How to complete this task
Return, unaltered, every line from the beginning of the material below up to and including the one with "use uuid::Uuid;".

_____

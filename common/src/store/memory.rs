// In-process store for dry runs and tests

use super::{schema, Filter, Row, ScheduleStore};
use crate::errors::StoreError;
use async_trait::async_trait;
use serde_json::Value;
use std::collections::{HashMap, HashSet};
use std::sync::{Mutex, PoisonError};
use tracing::debug;
use uuid::Uuid;

type RejectRule = Box<dyn Fn(&Row) -> bool + Send + Sync>;

#[derive(Default)]
struct MemoryState {
    tables: HashMap<String, Vec<Row>>,
    write_calls: HashMap<String, usize>,
    reject_rules: HashMap<String, RejectRule>,
    unavailable: bool,
}

/// Store that keeps rows in memory
///
/// Writes are all-or-nothing per call, like a single SQL statement: one
/// rejected row fails the whole call.
#[derive(Default)]
pub struct MemoryStore {
    state: Mutex<MemoryState>,
}

impl MemoryStore {
    pub fn new() -> Self {
        Self::default()
    }

    /// Put rows into a table without validation
    pub fn seed(&self, table: &str, rows: Vec<Value>) {
        let mut state = self.lock();
        let target = state.tables.entry(table.to_string()).or_default();
        target.extend(rows.into_iter().filter_map(|v| v.as_object().cloned()));
    }

    /// Reject every write to `table` that contains a row matching `rule`
    pub fn reject_when<F>(&self, table: &str, rule: F)
    where
        F: Fn(&Row) -> bool + Send + Sync + 'static,
    {
        self.lock()
            .reject_rules
            .insert(table.to_string(), Box::new(rule));
    }

    /// Make every operation fail as if the store were unreachable
    pub fn set_unavailable(&self, unavailable: bool) {
        self.lock().unavailable = unavailable;
    }

    pub fn rows(&self, table: &str) -> Vec<Row> {
        self.lock().tables.get(table).cloned().unwrap_or_default()
    }

    pub fn count(&self, table: &str) -> usize {
        self.lock().tables.get(table).map(Vec::len).unwrap_or(0)
    }

    /// Number of insert/upsert calls issued against a table
    pub fn write_calls(&self, table: &str) -> usize {
        self.lock().write_calls.get(table).copied().unwrap_or(0)
    }

    fn lock(&self) -> std::sync::MutexGuard<'_, MemoryState> {
        self.state.lock().unwrap_or_else(PoisonError::into_inner)
    }

    fn check_available(state: &MemoryState) -> Result<(), StoreError> {
        if state.unavailable {
            return Err(StoreError::ConnectionFailed(
                "memory store marked unavailable".to_string(),
            ));
        }
        Ok(())
    }

    fn check_rows(state: &MemoryState, table: &str, rows: &[Row]) -> Result<(), StoreError> {
        if let Some(rule) = state.reject_rules.get(table) {
            if let Some(position) = rows.iter().position(|row| rule(row)) {
                return Err(StoreError::Rejected {
                    table: table.to_string(),
                    reason: format!("row {} failed validation", position),
                });
            }
        }
        Ok(())
    }

    fn with_id(table: &str, mut row: Row) -> Row {
        let has_id = schema::table(table).map(|t| t.has_id).unwrap_or(false);
        if has_id && !row.contains_key("id") {
            row.insert("id".to_string(), Value::String(Uuid::new_v4().to_string()));
        }
        row
    }
}

fn conflict_signature(row: &Row, conflict_keys: &[&str]) -> Vec<String> {
    conflict_keys
        .iter()
        .map(|key| row.get(*key).map(super::value_text).unwrap_or_default())
        .collect()
}

fn project(row: &Row, columns: &[&str]) -> Row {
    if columns.is_empty() || columns.contains(&"*") {
        return row.clone();
    }
    columns
        .iter()
        .filter_map(|column| row.get(*column).map(|v| (column.to_string(), v.clone())))
        .collect()
}

#[async_trait]
impl ScheduleStore for MemoryStore {
    async fn select(
        &self,
        table: &str,
        columns: &[&str],
        filters: &[Filter],
    ) -> Result<Vec<Row>, StoreError> {
        let state = self.lock();
        Self::check_available(&state)?;

        let rows = state
            .tables
            .get(table)
            .map(|rows| {
                rows.iter()
                    .filter(|row| filters.iter().all(|f| f.matches(row)))
                    .map(|row| project(row, columns))
                    .collect()
            })
            .unwrap_or_default();
        Ok(rows)
    }

    async fn insert(&self, table: &str, rows: Vec<Row>) -> Result<Vec<Row>, StoreError> {
        let mut state = self.lock();
        Self::check_available(&state)?;
        *state.write_calls.entry(table.to_string()).or_default() += 1;
        Self::check_rows(&state, table, &rows)?;

        let stored: Vec<Row> = rows
            .into_iter()
            .map(|row| Self::with_id(table, row))
            .collect();
        state
            .tables
            .entry(table.to_string())
            .or_default()
            .extend(stored.iter().cloned());
        Ok(stored)
    }

    async fn upsert(
        &self,
        table: &str,
        rows: Vec<Row>,
        conflict_keys: &[&str],
    ) -> Result<Vec<Row>, StoreError> {
        let mut state = self.lock();
        Self::check_available(&state)?;
        *state.write_calls.entry(table.to_string()).or_default() += 1;
        Self::check_rows(&state, table, &rows)?;

        let mut seen = HashSet::new();
        for row in &rows {
            if !seen.insert(conflict_signature(row, conflict_keys)) {
                return Err(StoreError::Rejected {
                    table: table.to_string(),
                    reason: "duplicate conflict key within one upsert".to_string(),
                });
            }
        }

        let existing = state.tables.entry(table.to_string()).or_default();
        let mut stored = Vec::with_capacity(rows.len());
        for row in rows {
            let signature = conflict_signature(&row, conflict_keys);
            match existing
                .iter_mut()
                .find(|current| conflict_signature(current, conflict_keys) == signature)
            {
                Some(current) => {
                    for (column, value) in row {
                        if column != "id" {
                            current.insert(column, value);
                        }
                    }
                    stored.push(current.clone());
                }
                None => {
                    let row = Self::with_id(table, row);
                    existing.push(row.clone());
                    stored.push(row);
                }
            }
        }

        debug!(table = table, rows = stored.len(), "Memory upsert applied");
        Ok(stored)
    }

    async fn update(&self, table: &str, row: Row, filters: &[Filter]) -> Result<u64, StoreError> {
        let mut state = self.lock();
        Self::check_available(&state)?;
        Self::check_rows(&state, table, std::slice::from_ref(&row))?;

        let mut updated = 0;
        if let Some(rows) = state.tables.get_mut(table) {
            for current in rows
                .iter_mut()
                .filter(|current| filters.iter().all(|f| f.matches(current)))
            {
                for (column, value) in &row {
                    current.insert(column.clone(), value.clone());
                }
                updated += 1;
            }
        }
        Ok(updated)
    }
}
// Synchronization run: state machine, entity phases and run summary

pub mod pipeline;
pub mod seeds;
pub mod writer;

use crate::errors::{PipelineError, SyncIssue};
use crate::models::{EntityKind, FetchOutcome};
use chrono::{DateTime, Utc};
use serde::Serialize;

pub use pipeline::{PipelineConfig, PipelineController};
pub use seeds::{JsonSeedFile, SeedSource, StoreSeedSource};
pub use writer::{BatchWriter, DeferredReport, EntityWriteReport, PendingLink, ReconcileReport};

/// Controller state; each batch cycles Fetching → Extracting → Reconciling
#[derive(Debug, Clone, Copy, PartialEq, Eq, Serialize)]
#[serde(rename_all = "snake_case")]
pub enum PipelineState {
    Idle,
    LoadingSeeds,
    FetchingCalendars,
    Extracting,
    Reconciling,
    Done,
}

impl PipelineState {
    pub fn can_transition_to(self, next: PipelineState) -> bool {
        use PipelineState::*;
        matches!(
            (self, next),
            (Idle, LoadingSeeds)
                | (LoadingSeeds, FetchingCalendars)
                | (LoadingSeeds, Done)
                | (FetchingCalendars, Extracting)
                | (Extracting, Reconciling)
                | (Reconciling, FetchingCalendars)
                | (Reconciling, Done)
        )
    }

    /// Move to `next`, refusing transitions the run loop never makes
    pub fn advance(self, next: PipelineState) -> Result<PipelineState, PipelineError> {
        if self.can_transition_to(next) {
            Ok(next)
        } else {
            Err(PipelineError::InvalidTransition {
                from: self,
                to: next,
            })
        }
    }
}

/// Groups are always synchronized before instructors so that instructor
/// feeds can link to groups persisted earlier in the same run.
#[derive(Debug, Clone, Copy, PartialEq, Eq, Serialize)]
#[serde(rename_all = "snake_case")]
pub enum EntityPhase {
    Groups,
    Instructors,
}

impl EntityPhase {
    pub const ORDER: [EntityPhase; 2] = [EntityPhase::Groups, EntityPhase::Instructors];

    pub fn kind(self) -> EntityKind {
        match self {
            EntityPhase::Groups => EntityKind::Group,
            EntityPhase::Instructors => EntityKind::Instructor,
        }
    }
}

/// Fetch outcome histogram
#[derive(Debug, Clone, Copy, Default, PartialEq, Eq, Serialize)]
pub struct OutcomeCounts {
    pub success: usize,
    pub not_found: usize,
    pub empty: usize,
    pub error: usize,
}

impl OutcomeCounts {
    pub fn record(&mut self, outcome: FetchOutcome) {
        match outcome {
            FetchOutcome::Success => self.success += 1,
            FetchOutcome::NotFound => self.not_found += 1,
            FetchOutcome::Empty => self.empty += 1,
            FetchOutcome::Error => self.error += 1,
        }
    }

    pub fn total(&self) -> usize {
        self.success + self.not_found + self.empty + self.error
    }
}

#[derive(Debug, Clone, Serialize)]
pub struct PhaseSummary {
    pub phase: EntityPhase,
    /// Entities in the seed list
    pub entities: usize,
    /// Seed rows the store acknowledged
    pub entities_written: usize,
    pub outcomes: OutcomeCounts,
    pub sessions_extracted: usize,
    pub malformed_records: usize,
    pub sessions_written: usize,
    pub links_written: usize,
    pub write_conflicts: usize,
    pub truncations: usize,
    /// Links left for the deferred pass
    pub deferred_links: usize,
}

impl PhaseSummary {
    pub fn new(phase: EntityPhase) -> Self {
        Self {
            phase,
            entities: 0,
            entities_written: 0,
            outcomes: OutcomeCounts::default(),
            sessions_extracted: 0,
            malformed_records: 0,
            sessions_written: 0,
            links_written: 0,
            write_conflicts: 0,
            truncations: 0,
            deferred_links: 0,
        }
    }
}

/// Outcome of one synchronization run
#[derive(Debug, Clone, Serialize)]
pub struct SyncSummary {
    pub started_at: DateTime<Utc>,
    pub finished_at: Option<DateTime<Utc>>,
    pub final_state: PipelineState,
    /// Set when a shutdown signal cut the run short
    pub interrupted: bool,
    pub phases: Vec<PhaseSummary>,
    pub deferred_resolved: usize,
    pub deferred_remaining: usize,
    /// Rows the store rejected, one entry per row
    #[serde(skip)]
    pub conflicts: Vec<SyncIssue>,
}

impl SyncSummary {
    pub fn new(started_at: DateTime<Utc>) -> Self {
        Self {
            started_at,
            finished_at: None,
            final_state: PipelineState::Idle,
            interrupted: false,
            phases: EntityPhase::ORDER.iter().map(|p| PhaseSummary::new(*p)).collect(),
            deferred_resolved: 0,
            deferred_remaining: 0,
            conflicts: Vec::new(),
        }
    }

    pub fn phase(&self, phase: EntityPhase) -> Option<&PhaseSummary> {
        self.phases.iter().find(|p| p.phase == phase)
    }

    pub fn phase_mut(&mut self, phase: EntityPhase) -> &mut PhaseSummary {
        let index = match phase {
            EntityPhase::Groups => 0,
            EntityPhase::Instructors => 1,
        };
        &mut self.phases[index]
    }

    pub fn entities_fetched(&self) -> usize {
        self.phases.iter().map(|p| p.outcomes.total()).sum()
    }

    pub fn sessions_written(&self) -> usize {
        self.phases.iter().map(|p| p.sessions_written).sum()
    }

    pub fn write_conflicts(&self) -> usize {
        self.conflicts.len()
    }
}

#[cfg(test)]
mod tests {
    use super::*;

    #[test]
    fn test_happy_path_transitions() {
        let mut state = PipelineState::Idle;
        for next in [
            PipelineState::LoadingSeeds,
            PipelineState::FetchingCalendars,
            PipelineState::Extracting,
            PipelineState::Reconciling,
            PipelineState::FetchingCalendars,
            PipelineState::Extracting,
            PipelineState::Reconciling,
            PipelineState::Done,
        ] {
            state = state.advance(next).unwrap();
        }
        assert_eq!(state, PipelineState::Done);
    }

    #[test]
    fn test_illegal_transitions_are_rejected() {
        assert!(PipelineState::Idle.advance(PipelineState::Reconciling).is_err());
        assert!(PipelineState::FetchingCalendars.advance(PipelineState::Done).is_err());
        assert!(PipelineState::Extracting.advance(PipelineState::FetchingCalendars).is_err());
        assert!(PipelineState::Done.advance(PipelineState::LoadingSeeds).is_err());

        match PipelineState::Idle.advance(PipelineState::Done) {
            Err(PipelineError::InvalidTransition { from, to }) => {
                assert_eq!(from, PipelineState::Idle);
                assert_eq!(to, PipelineState::Done);
            }
            other => panic!("expected invalid transition, got {:?}", other),
        }
    }

    #[test]
    fn test_groups_phase_comes_first() {
        assert_eq!(EntityPhase::ORDER[0].kind(), EntityKind::Group);
        assert_eq!(EntityPhase::ORDER[1].kind(), EntityKind::Instructor);
    }

    #[test]
    fn test_summary_totals() {
        let mut summary = SyncSummary::new(Utc::now());
        summary.phase_mut(EntityPhase::Groups).outcomes.record(FetchOutcome::Success);
        summary.phase_mut(EntityPhase::Groups).sessions_written = 4;
        summary.phase_mut(EntityPhase::Instructors).outcomes.record(FetchOutcome::NotFound);
        summary.phase_mut(EntityPhase::Instructors).sessions_written = 1;

        assert_eq!(summary.entities_fetched(), 2);
        assert_eq!(summary.sessions_written(), 5);
        assert_eq!(
            summary.phase(EntityPhase::Instructors).unwrap().outcomes.not_found,
            1
        );
    }
}
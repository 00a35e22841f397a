// Shared library for the schedule synchronization pipeline

pub mod calendar;
pub mod config;
pub mod errors;
pub mod identity;
pub mod models;
pub mod retry;
pub mod store;
pub mod sync;
pub mod telemetry;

_____

Task result
filename common/src/store/memory.rs
// In-process store for dry runs and tests

use super::{schema, Filter, Row, ScheduleStore};
use crate::errors::StoreError;
use async_trait::async_trait;
use serde_json::Value;
use std::collections::{HashMap, HashSet};
use std::sync::{Mutex, PoisonError};
use tracing::debug;
use uuid::Uuid;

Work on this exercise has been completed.